World War II provided Betty Coyle with an identity, and a husband.

From 1942 to 1945, she served in the 150,000-member Women's Army Corps, the first group of women in American history, other than nurses, to be accepted into and receive ranks within the U.S. Army.

"Both the Army and the American public initially had difficulty accepting the concept of women in uniform," author Judith A. Bellafaire wrote in The Women's Army Corps: A Commemoration of World War II Service. "However, political and military leaders, faced with fighting a two-front war and supplying men and materiel for that war while continuing to send lend-lease material to the Allies, realized that women could supply the additional resources so desperately needed in the military and industrial sectors. Given the opportunity to make a major contribution to the national war effort, women seized it."

After boot camp, Coyle was tasked with domestic recruiting and public relations outreach, focused mainly in the South. During a tour of Memphis, she received a surprise visit from her boyfriend, Clifford Spooner of Crosswicks, N.J. The two had met on a blind date as civilians.

On Sept. 2, 1944 — a furlough day during his transition from air cadet to medic — he proposed an idea. Finding ministers hard to come by in Memphis, the couple rented a car and eloped to Arkansas. Dressed in matching olive uniforms, they were married by a justice of the peace.

After the war ended, the Spooners settled in Crosswicks and quickly produced two daughters. The marriage  lasted until the girls were grown, at which point the couple divorced.

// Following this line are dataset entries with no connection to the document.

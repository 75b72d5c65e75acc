// Domain models - Core types and data structures

use std::fmt;
use std::path::PathBuf;
use std::str::FromStr;

use serde::{Deserialize, Serialize};

use crate::error::{ConvertError, ConvertResult};


/// Substring that identifies a GPU (NVENC) encoder name
pub const HARDWARE_MARKER: &str = "nvenc";

/// What to do with one kind of stream (video or audio).
///
/// Serialized as a plain string: `"none"` drops the stream, `"copy"`
/// remuxes it untouched, anything else names an encoder.
#[derive(Debug, Clone, PartialEq, Eq, Serialize, Deserialize)]
#[serde(try_from = "String", into = "String")]
pub enum CodecChoice {
    /// Drop the stream from the output
    Disabled,
    /// Remux without re-encoding
    StreamCopy,
    /// Re-encode with the named encoder
    Encode(String),
}

impl CodecChoice {
    /// Shorthand for `Encode(name)`
    pub fn encode(name: impl Into<String>) -> Self {
        CodecChoice::Encode(name.into())
    }

    /// Encoder name when the stream is re-encoded
    pub fn encoder(&self) -> Option<&str> {
        match self {
            CodecChoice::Encode(name) => Some(name.as_str()),
            _ => None,
        }
    }

    pub fn is_encode(&self) -> bool {
        matches!(self, CodecChoice::Encode(_))
    }

    /// True when the encoder name carries the hardware marker
    pub fn is_hardware(&self) -> bool {
        self.encoder()
            .map(|name| name.to_ascii_lowercase().contains(HARDWARE_MARKER))
            .unwrap_or(false)
    }
}

impl FromStr for CodecChoice {
    type Err = ConvertError;

    fn from_str(s: &str) -> Result<Self, Self::Err> {
        let trimmed = s.trim();
        match trimmed.to_ascii_lowercase().as_str() {
            "" => Err(ConvertError::invalid_setting(
                "Codec cannot be empty (use 'none' to drop the stream)",
            )),
            "none" | "disabled" => Ok(CodecChoice::Disabled),
            "copy" => Ok(CodecChoice::StreamCopy),
            _ => Ok(CodecChoice::Encode(trimmed.to_string())),
        }
    }
}

impl TryFrom<String> for CodecChoice {
    type Error = ConvertError;

    fn try_from(value: String) -> Result<Self, Self::Error> {
        value.parse()
    }
}

impl From<CodecChoice> for String {
    fn from(value: CodecChoice) -> Self {
        value.to_string()
    }
}

impl fmt::Display for CodecChoice {
    fn fmt(&self, f: &mut fmt::Formatter<'_>) -> fmt::Result {
        match self {
            CodecChoice::Disabled => write!(f, "none"),
            CodecChoice::StreamCopy => write!(f, "copy"),
            CodecChoice::Encode(name) => write!(f, "{}", name),
        }
    }
}

/// Target frame size, written as `W:H`
#[derive(Debug, Clone, Copy, PartialEq, Eq, Serialize, Deserialize)]
#[serde(try_from = "String", into = "String")]
pub struct Resolution {
    pub width: u32,
    pub height: u32,
}

impl Resolution {
    pub fn new(width: u32, height: u32) -> Self {
        Self { width, height }
    }
}

impl FromStr for Resolution {
    type Err = ConvertError;

    /// Accepts `W:H` or `WxH`
    fn from_str(s: &str) -> Result<Self, Self::Err> {
        let trimmed = s.trim();
        let (w, h) = trimmed
            .split_once(':')
            .or_else(|| trimmed.split_once(['x', 'X']))
            .ok_or_else(|| {
                ConvertError::invalid_setting(format!(
                    "Invalid resolution '{}'. Expected W:H, e.g. 1280:720",
                    trimmed
                ))
            })?;

        let parse = |part: &str| {
            part.trim().parse::<u32>().map_err(|_| {
                ConvertError::invalid_setting(format!("Invalid resolution '{}'", trimmed))
            })
        };

        Ok(Self::new(parse(w)?, parse(h)?))
    }
}

impl TryFrom<String> for Resolution {
    type Error = ConvertError;

    fn try_from(value: String) -> Result<Self, Self::Error> {
        value.parse()
    }
}

impl From<Resolution> for String {
    fn from(value: Resolution) -> Self {
        value.to_string()
    }
}

impl fmt::Display for Resolution {
    fn fmt(&self, f: &mut fmt::Formatter<'_>) -> fmt::Result {
        write!(f, "{}:{}", self.width, self.height)
    }
}

/// Optional `eq` filter parameters
#[derive(Debug, Clone, Copy, Default, PartialEq, Serialize, Deserialize)]
#[serde(default)]
pub struct ColorAdjustments {
    pub brightness: Option<f64>,
    pub contrast: Option<f64>,
    pub saturation: Option<f64>,
}

impl ColorAdjustments {
    /// True when no adjustment is set
    pub fn is_empty(&self) -> bool {
        self.brightness.is_none() && self.contrast.is_none() && self.saturation.is_none()
    }
}

/// Immutable description of one conversion
#[derive(Debug, Clone, PartialEq, Serialize, Deserialize)]
#[serde(default)]
pub struct Settings {
    /// Video stream handling
    pub video: CodecChoice,
    /// Audio stream handling
    pub audio: CodecChoice,
    /// Video bitrate in kbps
    pub video_bitrate: Option<u32>,
    /// Audio bitrate in kbps
    pub audio_bitrate: Option<u32>,
    /// Encoder speed/quality preset (ultrafast..veryslow or p1..p7)
    pub preset: Option<String>,
    /// Output frame size
    pub resolution: Option<Resolution>,
    /// Output frame rate
    pub fps: Option<f64>,
    /// Playback speed multiplier, 1.0 leaves timing unchanged
    pub speed: Option<f64>,
    /// Brightness/contrast/saturation
    pub color: ColorAdjustments,
}

impl Default for Settings {
    fn default() -> Self {
        Self {
            video: CodecChoice::encode("libx264"),
            audio: CodecChoice::encode("aac"),
            video_bitrate: None,
            audio_bitrate: None,
            preset: None,
            resolution: None,
            fps: None,
            speed: None,
            color: ColorAdjustments::default(),
        }
    }
}

impl Settings {
    /// Remux both streams without touching them
    pub fn stream_copy() -> Self {
        Self {
            video: CodecChoice::StreamCopy,
            audio: CodecChoice::StreamCopy,
            ..Self::default()
        }
    }

    pub fn with_video(mut self, video: CodecChoice) -> Self {
        self.video = video;
        self
    }

    pub fn with_audio(mut self, audio: CodecChoice) -> Self {
        self.audio = audio;
        self
    }

    pub fn with_video_bitrate(mut self, kbps: u32) -> Self {
        self.video_bitrate = Some(kbps);
        self
    }

    pub fn with_audio_bitrate(mut self, kbps: u32) -> Self {
        self.audio_bitrate = Some(kbps);
        self
    }

    pub fn with_preset(mut self, preset: impl Into<String>) -> Self {
        self.preset = Some(preset.into());
        self
    }

    pub fn with_resolution(mut self, resolution: Resolution) -> Self {
        self.resolution = Some(resolution);
        self
    }

    pub fn with_fps(mut self, fps: f64) -> Self {
        self.fps = Some(fps);
        self
    }

    pub fn with_speed(mut self, speed: f64) -> Self {
        self.speed = Some(speed);
        self
    }

    pub fn with_color(mut self, color: ColorAdjustments) -> Self {
        self.color = color;
        self
    }

    /// Output has no video stream
    pub fn is_audio_only(&self) -> bool {
        self.video == CodecChoice::Disabled
    }

    /// Video is remuxed rather than re-encoded
    pub fn is_copy(&self) -> bool {
        self.video == CodecChoice::StreamCopy
    }

    /// Video goes through a GPU encoder
    pub fn uses_hardware_encoder(&self) -> bool {
        self.video.is_hardware()
    }

    /// Speed multiplier with the unset case resolved to 1.0
    pub fn effective_speed(&self) -> f64 {
        self.speed.unwrap_or(1.0)
    }
}

/// Facts about an input file, as reported by the metadata probe.
///
/// `Default` is the "unknown" value used when probing fails.
#[derive(Debug, Clone, Default, PartialEq, Serialize, Deserialize)]
pub struct VideoMetadata {
    /// Duration in seconds
    pub duration: f64,
    pub width: u32,
    pub height: u32,
    /// Frames per second
    pub fps: f64,
    pub video_codec: String,
    pub audio_codec: String,
    /// File size in bytes
    pub size: u64,
    /// Container bitrate in bits per second
    pub bitrate: u64,
}

impl VideoMetadata {
    /// Whether a usable duration is known
    pub fn has_duration(&self) -> bool {
        self.duration > 0.0
    }
}

/// An encoder offered by the local encoder build
#[derive(Debug, Clone, PartialEq, Eq, Serialize, Deserialize)]
pub struct EncoderInfo {
    pub name: String,
    /// Human-readable description
    pub label: String,
}

impl EncoderInfo {
    pub fn new(name: impl Into<String>, label: impl Into<String>) -> Self {
        Self {
            name: name.into(),
            label: label.into(),
        }
    }
}

/// Encoders available on this machine.
///
/// `hardware` holds the GPU encoders that are actually usable, which is
/// stricter than being listed.
#[derive(Debug, Clone, Default, PartialEq, Eq, Serialize, Deserialize)]
pub struct EncoderCapabilities {
    pub video: Vec<EncoderInfo>,
    pub audio: Vec<EncoderInfo>,
    pub hardware: Vec<String>,
}

impl EncoderCapabilities {
    /// Assumed set when the encoder cannot be queried
    pub fn fallback() -> Self {
        Self {
            video: vec![EncoderInfo::new("libx264", "H.264 (CPU)")],
            audio: vec![EncoderInfo::new("aac", "AAC")],
            hardware: Vec::new(),
        }
    }

    pub fn has_hardware(&self) -> bool {
        !self.hardware.is_empty()
    }

    pub fn supports_hardware(&self, encoder: &str) -> bool {
        self.hardware.iter().any(|name| name == encoder)
    }
}

/// One best-effort decoding of an encoder output line
#[derive(Debug, Clone, Default, PartialEq, Serialize, Deserialize)]
pub struct ProgressSnapshot {
    /// Frames written so far
    pub frame: Option<u64>,
    /// Encoder throughput in frames per second
    pub fps: Option<f64>,
    /// Position in the output timeline, seconds
    pub current_time: Option<f64>,
    /// Encode speed relative to realtime
    pub speed: Option<f64>,
    /// Bytes written so far
    pub size: Option<u64>,
    /// Completion in [0, 100], only when the total duration is known
    pub percent: Option<f64>,
}

impl ProgressSnapshot {
    /// True when no field was extracted
    pub fn is_empty(&self) -> bool {
        self.frame.is_none()
            && self.fps.is_none()
            && self.current_time.is_none()
            && self.speed.is_none()
            && self.size.is_none()
            && self.percent.is_none()
    }
}

/// Lifecycle of a queued job
#[derive(Debug, Clone, Copy, PartialEq, Eq, Serialize, Deserialize)]
#[serde(rename_all = "lowercase")]
pub enum JobStatus {
    Pending,
    Running,
    Completed,
    Failed,
    Cancelled,
}

impl JobStatus {
    /// Completed, Failed and Cancelled never change again
    pub fn is_terminal(&self) -> bool {
        matches!(
            self,
            JobStatus::Completed | JobStatus::Failed | JobStatus::Cancelled
        )
    }

    /// Whether the lifecycle allows moving from `self` to `next`
    pub fn can_transition_to(&self, next: JobStatus) -> bool {
        matches!(
            (self, next),
            (JobStatus::Pending, JobStatus::Running)
                | (JobStatus::Running, JobStatus::Completed)
                | (JobStatus::Running, JobStatus::Failed)
                | (JobStatus::Running, JobStatus::Cancelled)
        )
    }
}

impl fmt::Display for JobStatus {
    fn fmt(&self, f: &mut fmt::Formatter<'_>) -> fmt::Result {
        let label = match self {
            JobStatus::Pending => "pending",
            JobStatus::Running => "running",
            JobStatus::Completed => "completed",
            JobStatus::Failed => "failed",
            JobStatus::Cancelled => "cancelled",
        };
        write!(f, "{}", label)
    }
}

/// A conversion request plus its status
#[derive(Debug, Clone, PartialEq, Serialize, Deserialize)]
pub struct Job {
    pub input: PathBuf,
    pub output: PathBuf,
    pub settings: Settings,
    /// Media duration in seconds, 0 when unknown
    pub duration: f64,
    pub status: JobStatus,
    /// Failure message for Failed/Cancelled jobs
    pub error: Option<String>,
}

impl Job {
    /// Create a pending job
    pub fn new(input: impl Into<PathBuf>, output: impl Into<PathBuf>, settings: Settings) -> Self {
        Self {
            input: input.into(),
            output: output.into(),
            settings,
            duration: 0.0,
            status: JobStatus::Pending,
            error: None,
        }
    }

    /// Move to `next`, rejecting transitions out of terminal states
    pub fn transition(&mut self, next: JobStatus) -> ConvertResult<()> {
        if !self.status.can_transition_to(next) {
            return Err(ConvertError::InvalidTransition {
                from: self.status.to_string(),
                to: next.to_string(),
            });
        }
        self.status = next;
        Ok(())
    }

    /// Move to a terminal failure state and keep the message
    pub fn fail(&mut self, next: JobStatus, message: impl Into<String>) -> ConvertResult<()> {
        self.transition(next)?;
        self.error = Some(message.into());
        Ok(())
    }
}
// =============================================================================
// QUERY TIER
// =============================================================================

/// A cached ranked-query result together with the atom ids it covers.
#[derive(Debug, Clone)]
pub struct CachedQuery {
    /// The result rows, in rank order.
    pub nodes: Vec<GraphNode>,
    /// Every atom id appearing in the result.
    pub ids: BTreeSet<AtomId>,
}

impl CachedQuery {
    /// Wrap a result, deriving its id set.
    #[must_use]
    pub fn new(nodes: Vec<GraphNode>) -> Self {
        let ids = nodes.iter().map(|n| n.id.clone()).collect();
        Self { nodes, ids }
    }
}

/// Canonical cache key for a ranked query: lowercased and
/// whitespace-collapsed text, optional context tag, optional focus
/// atom, and the sorted type filter.
#[must_use]
pub fn canonical_query_key(
    text: &str,
    context: Option<&str>,
    focus: Option<&AtomId>,
    kinds: &[String],
) -> String {
    let normalized = text
        .split_whitespace()
        .map(str::to_lowercase)
        .collect::<Vec<_>>()
        .join(" ");
    let mut sorted_kinds = kinds.to_vec();
    sorted_kinds.sort();
    format!(
        "q={normalized}\u{1f}ctx={}\u{1f}focus={}\u{1f}kinds={}",
        context.unwrap_or(""),
        focus.map(AtomId::as_str).unwrap_or(""),
        sorted_kinds.join(",")
    )
}

/// Query-result tier keyed by the canonical query string.
#[derive(Debug)]
pub struct QueryCache {
    inner: Mutex<TtlLru<String, CachedQuery>>,
}

impl Default for QueryCache {
    fn default() -> Self {
        Self::new()
    }
}

impl QueryCache {
    /// Create the tier at its fixed sizing.
    #[must_use]
    pub fn new() -> Self {
        Self {
            inner: Mutex::new(TtlLru::new(
                Duration::from_secs(QUERY_CACHE_TTL_SECS),
                QUERY_CACHE_CAPACITY,
            )),
        }
    }

    /// Cached result for a canonical key, if fresh.
    pub fn get(&self, key: &str) -> Option<Arc<CachedQuery>> {
        recover(&self.inner).get(&key.to_string(), Instant::now())
    }

    /// Store a result under its canonical key.
    pub fn put(&self, key: String, result: CachedQuery) {
        recover(&self.inner).set(key, result, Instant::now());
    }

    /// Drop every cached result containing the atom.
    pub fn invalidate_containing(&self, id: &AtomId) -> usize {
        recover(&self.inner).invalidate_matching(|_, result| result.ids.contains(id))
    }

    /// Drop every cached result whose normalized query text starts
    /// with the prefix.
    pub fn invalidate_text_prefix(&self, prefix: &str) -> usize {
        let needle = format!(
            "q={}",
            prefix
                .split_whitespace()
                .map(str::to_lowercase)
                .collect::<Vec<_>>()
                .join(" ")
        );
        recover(&self.inner).invalidate_matching(|key, _| key.starts_with(&needle))
    }

    /// Drop expired entries.
    pub fn prune(&self) -> usize {
        recover(&self.inner).prune(Instant::now())
    }

    /// Drop everything.
    pub fn clear(&self) {
        recover(&self.inner).clear();
    }

    /// Counter snapshot.
    pub fn stats(&self) -> CacheStatsSnapshot {
        recover(&self.inner).snapshot()
    }
}

// =============================================================================
// EMBEDDING TIER
// =============================================================================

/// Content-hash key: the hash of the first characters plus the hash of
/// the full text. Storing both keeps the key cheap to compare while
/// making prefix collisions between different texts detectable.
#[derive(Debug, Clone, Copy, PartialEq, Eq, PartialOrd, Ord)]
pub struct EmbeddingKey {
    prefix_hash: u64,
    full_hash: u64,
}

impl EmbeddingKey {
    /// Derive the key for a text.
    #[must_use]
    pub fn for_text(text: &str) -> Self {
        let prefix: String = text.chars().take(EMBEDDING_KEY_PREFIX_CHARS).collect();
        Self {
            prefix_hash: hash_str(&prefix),
            full_hash: hash_str(text),
        }
    }
}

fn hash_str(s: &str) -> u64 {
    let mut hasher = DefaultHasher::new();
    s.hash(&mut hasher);
    hasher.finish()
}

/// A cached embedding vector with its verification hash and optional
/// atom cross-reference.
#[derive(Debug, Clone, PartialEq)]
pub struct CachedEmbedding {
    /// The embedding vector.
    pub vector: Vec<f32>,
    /// The atom this text belongs to, when known.
    pub atom: Option<AtomId>,
    /// Hash of the full source text, re-checked on every read.
    pub full_hash: u64,
}

/// Embedding tier keyed by content hashes.
#[derive(Debug)]
pub struct EmbeddingCache {
    inner: Mutex<TtlLru<EmbeddingKey, CachedEmbedding>>,
}

impl Default for EmbeddingCache {
    fn default() -> Self {
        Self::new()
    }
}

impl EmbeddingCache {
    /// Create the tier at its fixed sizing.
    #[must_use]
    pub fn new() -> Self {
        Self {
            inner: Mutex::new(TtlLru::new(
                Duration::from_secs(EMBEDDING_CACHE_TTL_SECS),
                EMBEDDING_CACHE_CAPACITY,
            )),
        }
    }

    /// Cached embedding for a text, if fresh.
    ///
    /// The stored full-text hash is verified against the requested
    /// text; a mismatch (hash collision) is treated as a miss and the
    /// bad entry is dropped, so wrong data is never returned.
    pub fn get(&self, text: &str) -> Option<Arc<CachedEmbedding>> {
        let key = EmbeddingKey::for_text(text);
        recover(&self.inner).get_verified(&key, Instant::now(), |entry| {
            entry.full_hash == key.full_hash
        })
    }

    /// Store an embedding for a text.
    pub fn put(&self, text: &str, vector: Vec<f32>, atom: Option<AtomId>) {
        let key = EmbeddingKey::for_text(text);
        let entry = CachedEmbedding {
            vector,
            atom,
            full_hash: key.full_hash,
        };
        recover(&self.inner).set(key, entry, Instant::now());
    }

    /// Drop every embedding cross-referencing the atom.
    pub fn invalidate_atom(&self, id: &AtomId) -> usize {
        recover(&self.inner).invalidate_matching(|_, entry| entry.atom.as_ref() == Some(id))
    }

    /// Drop expired entries.
    pub fn prune(&self) -> usize {
        recover(&self.inner).prune(Instant::now())
    }

    /// Drop everything.
    pub fn clear(&self) {
        recover(&self.inner).clear();
    }

    /// Counter snapshot.
    pub fn stats(&self) -> CacheStatsSnapshot {
        recover(&self.inner).snapshot()
    }
}

// =============================================================================
// TESTS
// =============================================================================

Coyle moved to Miami, expressing herself in watercolor paintings and working as a government document examiner. The death of her older daughter brought her back to the Philadelphia area, eventually to Burlington.

In Miami, Coyle had joined the VFW, so upon arriving here, she sought out the closest chapter and applied. But she was offered a lesser membership, available to auxiliary military members.

"I'm not an auxiliary, I'm actually a soldier," she protested, to no avail.

"I said the heck with it, and decided to keep my membership in Florida. Had it for the last 40 years," she said. "… I was the only woman who had applied for it here, and they didn't accept me. What can you do?"

Lillian Allison, the other woman listed on the church plaque, died at her Maine home in 1999, at age 86. The fellow Langhorne native is survived by her only child, daughter Virginia, who did not return a call for comment. The church's Pastor Bill Teague declined to comment, saying only that he did not know much about the names on the service roll.

Coyle might never have known she was among the men on it were it not for a family memorial service at the church in March 2010.  Her niece, Nancy Janyszeski, was waiting in a reception line when something on the wall caught her eye: a plaque and a familiar name. She snapped a photo with her cellphone.

"No one remembered ever seeing it before," Janyszeski said.

As for Coyle, "I don't care," she said. "It was different in those days than it is today. Women have rights now."

Nearly 70 years after she signed up for the WAC program, she sat inside the sun porch of her Burlington home, and gently rocked. She is hard of hearing and has trouble walking. "And at my age, I've forgotten so much," she said.

She dipped into a dark blue scrapbook, attempting to piece together strands of fraying memories. She waded through hazy photos, passing over a young man in a jeff cap, but pausing at a woman sitting on a stone fountain.

Her porch window offers an uninterrupted view of the Delaware River. She parks herself there daily, starting at the water for hours, mesmerized by its unstoppable force.

"I wish I stayed in [the Army]," she said. "I think the opportunities today are much greater than they were then. You were classified as a woman, and you could only do certain things. And today you're open to everything."